1) I read the Book of Mormon for the first time in First Grade as part of a reading project at school. (I chose to read it; the other kids were reading Dr. Seuss, The Berenstain Bears, etc.)
By the time I was seven, I had read the Book of Mormon and fallen in love with the way it made me feel - not the doctrine in it, per se, but the way it opened my mind and heart to some incredible feelings and impressions. I am not a "visual learner", and I don't "see" what I read in the classic sense of being able to envision it in colorful detail. I "got" the words, but more importantly I "got" the "speaking from the dust" aspect - and that was more important than the words for me.
More importantly, I recognized places where it DIDN'T say what others believed it said. Even at that age, I was a parser - and I remember thinking that lots of people in my life, including many adults and leaders, didn't really understand some of the things I was reading in the way that they actually were written.
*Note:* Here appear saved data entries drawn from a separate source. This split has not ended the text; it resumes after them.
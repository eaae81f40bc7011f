//! Cache statistics and metric names.

use std::fmt;

use serde::Serialize;
use tickstate_core::Tick;

use crate::entry::{CacheEntry, Policy};

/// Metric names recorded by the state service.
pub mod metric {
    /// Counter, labelled by `family`.
    pub const REBUILDS: &str = "tickstate.rebuilds";
    /// Counter of builder panics, labelled by `family`.
    pub const BUILDER_FAILURES: &str = "tickstate.builder.failures";
    /// Counter of tick passes over budget.
    pub const TICK_OVER_BUDGET: &str = "tickstate.tick.over_budget";
    /// Counter of world rebuilds over their soft deadline.
    pub const WORLD_OVER_BUDGET: &str = "tickstate.world.over_budget";
    /// Histogram of rebuild durations in ms, labelled by `family`.
    pub const REBUILD_MS: &str = "tickstate.rebuild_ms";
    /// Histogram of tick pass durations in ms.
    pub const TICK_MS: &str = "tickstate.tick_ms";
}

/// Counters of one cache entry.
#[derive(Clone, Debug, PartialEq, Serialize)]
pub struct EntryStats {
    /// Entry name.
    pub name: &'static str,
    /// Validity policy.
    #[serde(serialize_with = "serialize_policy")]
    pub policy: Policy,
    /// Reads served from the cache.
    pub hits: u64,
    /// Reads that rebuilt.
    pub misses: u64,
    /// Values stored.
    pub rebuilds: u64,
    /// `hits / (hits + misses)`, 0.0 before any read.
    pub hit_rate: f64,
    /// Whether the cached value is currently valid.
    pub valid: bool,
}

#[allow(clippy::trivially_copy_pass_by_ref)]
fn serialize_policy<S: serde::Serializer>(policy: &Policy, s: S) -> Result<S::Ok, S::Error> {
    s.collect_str(policy)
}

impl EntryStats {
    /// Snapshot an entry's counters.
    pub fn of<T>(entry: &CacheEntry<T>, tick: Tick, dirty: bool) -> Self {
        Self {
            name: entry.name(),
            policy: entry.policy(),
            hits: entry.hits(),
            misses: entry.misses(),
            rebuilds: entry.rebuilds(),
            hit_rate: entry.hit_rate(),
            valid: entry.is_valid(tick, dirty),
        }
    }

    /// Reads of any kind.
    pub fn accesses(&self) -> u64 {
        self.hits + self.misses
    }
}

/// Counters of every cache entry at one tick.
#[derive(Clone, Debug, PartialEq, Serialize)]
pub struct CacheStats {
    /// Tick the stats were taken at.
    pub tick: Tick,
    /// One row per entry.
    pub entries: Vec<EntryStats>,
}

impl CacheStats {
    /// Row for an entry by name.
    pub fn entry(&self, name: &str) -> Option<&EntryStats> {
        self.entries.iter().find(|e| e.name == name)
    }

    /// Whether every entry that has been read reaches `target`. Always true
    /// while the first entry (the actor) has fewer than `warmup` accesses.
    pub fn targets_met(&self, target: f64, warmup: u64) -> bool {
        let warmed = self.entries.first().is_some_and(|e| e.accesses() >= warmup);
        !warmed
            || self
                .entries
                .iter()
                .filter(|e| e.accesses() > 0)
                .all(|e| e.hit_rate >= target)
    }
}

impl fmt::Display for CacheStats {
    fn fmt(&self, f: &mut fmt::Formatter<'_>) -> fmt::Result {
        write!(f, "CacheStats[tick={}]", self.tick)?;
        for e in &self.entries {
            write!(
                f,
                " {}={:.1}% ({} rebuilds)",
                e.name,
                e.hit_rate * 100.0,
                e.rebuilds
            )?;
        }
        Ok(())
    }
}

// ─────────────────────────────────────────────────────────────────────────────
// Tests
// ─────────────────────────────────────────────────────────────────────────────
I read passages and thought, "I can understand why people think it says ________________, but it just doesn't say that."
That was a foundational recognition for me - that faithful people could read the same words and understand them differently.
2) Growing up, I remember distinctly the words and example of my father. He taught me so many lessons, but the ones that came back to me as I read Andrew's post were the ones that dealt with certainty - the ones that taught me what I could and couldn't know. My dad is not a philosopher; he hated school and struggled there; in many ways, he is average Joe Mormon; he was and is, however, incredibly insightful and brilliant in his own way. Many of my strongest "understandings" of the Gospel were shaped by what he said and how he lived, particularly when it comes to the issue of certainty and doubt.
I have no idea how many times I heard him say, "I don't know", or, "That sounds good, but we just don't know for sure," or, "I'm not sure that's how I see it," etc.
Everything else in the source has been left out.